Following the collapse of the Northern Ireland executive, snap elections were held. These elections were the first in the history of Northern Ireland where unionist parties did not win a majority: this was attributed to the RHI scandal, the role of the DUP in Brexit, and demographic shifts. Under the Northern Ireland Act 1998 a further election must be held within six weeks if no executive is formed. Following the elections, talks were held and facilitated by the British and Irish Governments in order to restore the devolved administration in Northern Ireland.
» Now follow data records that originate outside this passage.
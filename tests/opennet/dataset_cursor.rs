use std::collections::HashSet;
use std::thread;

use anyhow::Result;
use opennet::{ArgValue, OperatorDef, RunError, Tensor, Workspace};

use crate::common;

const SCHEMA: [&str; 3] = ["a", "b:lengths", "b:values"];

fn feed_ragged(ws: &Workspace) {
    common::feed(ws, "a", Tensor::from_vec(vec![1i32, 2, 3, 4]));
    common::feed(ws, "b:lengths", Tensor::from_vec(vec![2i32, 0, 1, 3]));
    common::feed(
        ws,
        "b:values",
        Tensor::from_vec(vec![10i32, 11, 20, 30, 31, 32]),
    );
}

fn make_cursor(ws: &Workspace, name: &str) -> Result<()> {
    ws.run_operator_once(
        &OperatorDef::new("create_tree_cursor")
            .outputs([name])
            .with_arg(
                "fields",
                ArgValue::Strs(SCHEMA.iter().map(|s| s.to_string()).collect()),
            ),
    )
}

fn read_batch(ws: &Workspace, cursor: &str, outs: [&str; 3], batch: i64) -> Result<()> {
    ws.run_operator_once(
        &OperatorDef::new("read_next_batch")
            .inputs([cursor, "a", "b:lengths", "b:values"])
            .outputs(outs)
            .with_arg("batch_size", ArgValue::Int(batch)),
    )
}

#[test]
fn read_next_batch_walks_the_ragged_schema() -> Result<()> {
    let ws = Workspace::new();
    feed_ragged(&ws);
    make_cursor(&ws, "cursor")?;

    read_batch(&ws, "cursor", ["o_a", "o_bl", "o_bv"], 2)?;
    assert_eq!(common::fetch_i32(&ws, "o_a")?, vec![1, 2]);
    assert_eq!(common::fetch_i32(&ws, "o_bl")?, vec![2, 0]);
    assert_eq!(common::fetch_i32(&ws, "o_bv")?, vec![10, 11]);

    read_batch(&ws, "cursor", ["o_a", "o_bl", "o_bv"], 2)?;
    assert_eq!(common::fetch_i32(&ws, "o_a")?, vec![3, 4]);
    assert_eq!(common::fetch_i32(&ws, "o_bl")?, vec![1, 3]);
    assert_eq!(common::fetch_i32(&ws, "o_bv")?, vec![20, 30, 31, 32]);

    // Past the end: empty batches.
    read_batch(&ws, "cursor", ["o_a", "o_bl", "o_bv"], 2)?;
    assert_eq!(common::fetch_i32(&ws, "o_a")?, Vec::<i32>::new());
    Ok(())
}

#[test]
fn reset_cursor_restarts_traversal() -> Result<()> {
    let ws = Workspace::new();
    feed_ragged(&ws);
    make_cursor(&ws, "cursor")?;
    read_batch(&ws, "cursor", ["o_a", "o_bl", "o_bv"], 3)?;
    ws.run_operator_once(&OperatorDef::new("reset_cursor").inputs(["cursor"]))?;
    read_batch(&ws, "cursor", ["o_a", "o_bl", "o_bv"], 1)?;
    assert_eq!(common::fetch_i32(&ws, "o_a")?, vec![1]);
    Ok(())
}

#[test]
fn concurrent_readers_claim_each_index_exactly_once() -> Result<()> {
    let ws = Workspace::new();
    feed_ragged(&ws);
    make_cursor(&ws, "cursor")?;

    thread::scope(|scope| {
        for i in 0..4 {
            let ws = &ws;
            scope.spawn(move || {
                let outs = [
                    format!("t{}_a", i),
                    format!("t{}_bl", i),
                    format!("t{}_bv", i),
                ];
                ws.run_operator_once(
                    &OperatorDef::new("read_next_batch")
                        .inputs(["cursor", "a", "b:lengths", "b:values"])
                        .outputs(outs)
                        .with_arg("batch_size", ArgValue::Int(1)),
                )
                .expect("batch read failed");
            });
        }
    });

    let mut seen = Vec::new();
    for i in 0..4 {
        seen.extend(common::fetch_i32(&ws, &format!("t{}_a", i))?);
    }
    let unique: HashSet<i32> = seen.iter().copied().collect();
    assert_eq!(unique, HashSet::from([1, 2, 3, 4]));
    Ok(())
}

#[test]
fn compute_offset_matrix_tracks_cursor_states() -> Result<()> {
    let ws = Workspace::new();
    feed_ragged(&ws);
    make_cursor(&ws, "cursor")?;
    ws.run_operator_once(
        &OperatorDef::new("compute_offset")
            .inputs(["cursor", "a", "b:lengths", "b:values"])
            .outputs(["offsets"]),
    )?;
    let matrix = common::fetch(&ws, "offsets")?;
    assert_eq!(matrix.shape(), &[5, 2]);
    assert_eq!(
        matrix.as_slice::<i64>()?,
        &[0, 0, 1, 2, 2, 2, 3, 3, 4, 6]
    );
    Ok(())
}

#[test]
fn sort_and_shuffle_emits_a_permutation() -> Result<()> {
    let ws = Workspace::new();
    feed_ragged(&ws);
    make_cursor(&ws, "cursor")?;
    ws.run_operator_once(
        &OperatorDef::new("sort_and_shuffle")
            .inputs(["cursor", "a", "b:lengths", "b:values"])
            .outputs(["perm"])
            .with_arg("sort_by_field_idx", ArgValue::Int(-1))
            .with_arg("batch_size", ArgValue::Int(2))
            .with_arg("shuffle_size", ArgValue::Int(1)),
    )?;
    let perm = common::fetch_i64(&ws, "perm")?;
    let unique: HashSet<i64> = perm.iter().copied().collect();
    assert_eq!(unique, HashSet::from([0, 1, 2, 3]));
    Ok(())
}

#[test]
fn read_random_batch_gathers_via_offset_matrix() -> Result<()> {
    let ws = Workspace::new();
    feed_ragged(&ws);
    make_cursor(&ws, "cursor")?;
    ws.run_operator_once(
        &OperatorDef::new("compute_offset")
            .inputs(["cursor", "a", "b:lengths", "b:values"])
            .outputs(["offsets"]),
    )?;
    // Fixed permutation: walk top-level entries in reverse.
    common::feed(&ws, "perm", Tensor::from_vec(vec![3i64, 2, 1, 0]));

    let read = |outs: [&str; 3]| {
        ws.run_operator_once(
            &OperatorDef::new("read_random_batch")
                .inputs(["cursor", "perm", "offsets", "a", "b:lengths", "b:values"])
                .outputs(outs)
                .with_arg("batch_size", ArgValue::Int(1)),
        )
    };
    read(["r_a", "r_bl", "r_bv"])?;
    assert_eq!(common::fetch_i32(&ws, "r_a")?, vec![4]);
    assert_eq!(common::fetch_i32(&ws, "r_bl")?, vec![3]);
    assert_eq!(common::fetch_i32(&ws, "r_bv")?, vec![30, 31, 32]);

    read(["r_a", "r_bl", "r_bv"])?;
    assert_eq!(common::fetch_i32(&ws, "r_a")?, vec![3]);
    assert_eq!(common::fetch_i32(&ws, "r_bl")?, vec![1]);
    assert_eq!(common::fetch_i32(&ws, "r_bv")?, vec![20]);
    Ok(())
}

#[test]
fn consistency_check_accepts_and_rejects() -> Result<()> {
    let ws = Workspace::new();
    feed_ragged(&ws);
    let check = OperatorDef::new("check_dataset_consistency")
        .inputs(["a", "b:lengths", "b:values"])
        .with_arg(
            "fields",
            ArgValue::Strs(SCHEMA.iter().map(|s| s.to_string()).collect()),
        );
    ws.run_operator_once(&check)?;

    // Lengths that no longer sum to the values size must be rejected.
    common::feed(&ws, "b:lengths", Tensor::from_vec(vec![2i32, 0, 1, 9]));
    let err = ws.run_operator_once(&check).unwrap_err();
    assert!(err
        .chain()
        .any(|cause| matches!(cause.downcast_ref::<RunError>(), Some(RunError::ShapeMismatch(_)))));
    Ok(())
}

#[test]
fn append_extends_in_place_and_keeps_trailing_dims() -> Result<()> {
    let ws = Workspace::new();
    common::feed(
        &ws,
        "dst",
        Tensor::from_vec_shaped(vec![1.0f32, 2.0, 3.0, 4.0], vec![2, 2])?,
    );
    common::feed(
        &ws,
        "src",
        Tensor::from_vec_shaped(vec![5.0f32, 6.0], vec![1, 2])?,
    );
    ws.run_operator_once(
        &OperatorDef::new("append")
            .inputs(["dst", "src"])
            .outputs(["dst"]),
    )?;
    let dst = common::fetch(&ws, "dst")?;
    assert_eq!(dst.shape(), &[3, 2]);
    assert_eq!(dst.as_slice::<f32>()?, &[1.0, 2.0, 3.0, 4.0, 5.0, 6.0]);
    Ok(())
}

#[test]
fn append_rejects_trailing_dim_mismatch() {
    let ws = Workspace::new();
    common::feed(
        &ws,
        "dst",
        Tensor::from_vec_shaped(vec![1.0f32, 2.0], vec![1, 2]).unwrap(),
    );
    common::feed(
        &ws,
        "src",
        Tensor::from_vec_shaped(vec![5.0f32, 6.0, 7.0], vec![1, 3]).unwrap(),
    );
    let err = ws
        .run_operator_once(
            &OperatorDef::new("append")
                .inputs(["dst", "src"])
                .outputs(["dst"]),
        )
        .unwrap_err();
    assert!(err
        .chain()
        .any(|cause| matches!(cause.downcast_ref::<RunError>(), Some(RunError::ShapeMismatch(_)))));
}

#[test]
fn atomic_append_extends_all_fields_together() -> Result<()> {
    let ws = Workspace::new();
    ws.run_operator_once(&OperatorDef::new("create_mutex").outputs(["mtx"]))?;
    common::feed(&ws, "f0", Tensor::from_vec(vec![1i32, 2]));
    common::feed(&ws, "f1", Tensor::from_vec(vec![10i32]));
    common::feed(&ws, "s0", Tensor::from_vec(vec![3i32]));
    common::feed(&ws, "s1", Tensor::from_vec(vec![20i32, 30]));
    ws.run_operator_once(
        &OperatorDef::new("atomic_append")
            .inputs(["mtx", "f0", "f1", "s0", "s1"])
            .outputs(["f0", "f1"]),
    )?;
    assert_eq!(common::fetch_i32(&ws, "f0")?, vec![1, 2, 3]);
    assert_eq!(common::fetch_i32(&ws, "f1")?, vec![10, 20, 30]);
    Ok(())
}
During this time there were two Secretaries of State for Northern Ireland: James Brokenshire and Karen Bradley, who all failed to restore the executive. In order to prevent further re-elections the British Parliament passed the Northern Ireland (Ministerial Appointments and Regional Rates) Act 2017 and Northern Ireland (Executive Formation and Exercise of Functions) Act 2018 which provided for further extensions to the deadline set in the 1998 Act, as well legislating for devolved issues such as taxation. Following the 2018 Act, the 2019 bill was introduced to parliament to extend the deadline further. Secretary of State Julian Smith eventually restored the Executive in January 2020 under the terms of the New Decade, New Approach agreement.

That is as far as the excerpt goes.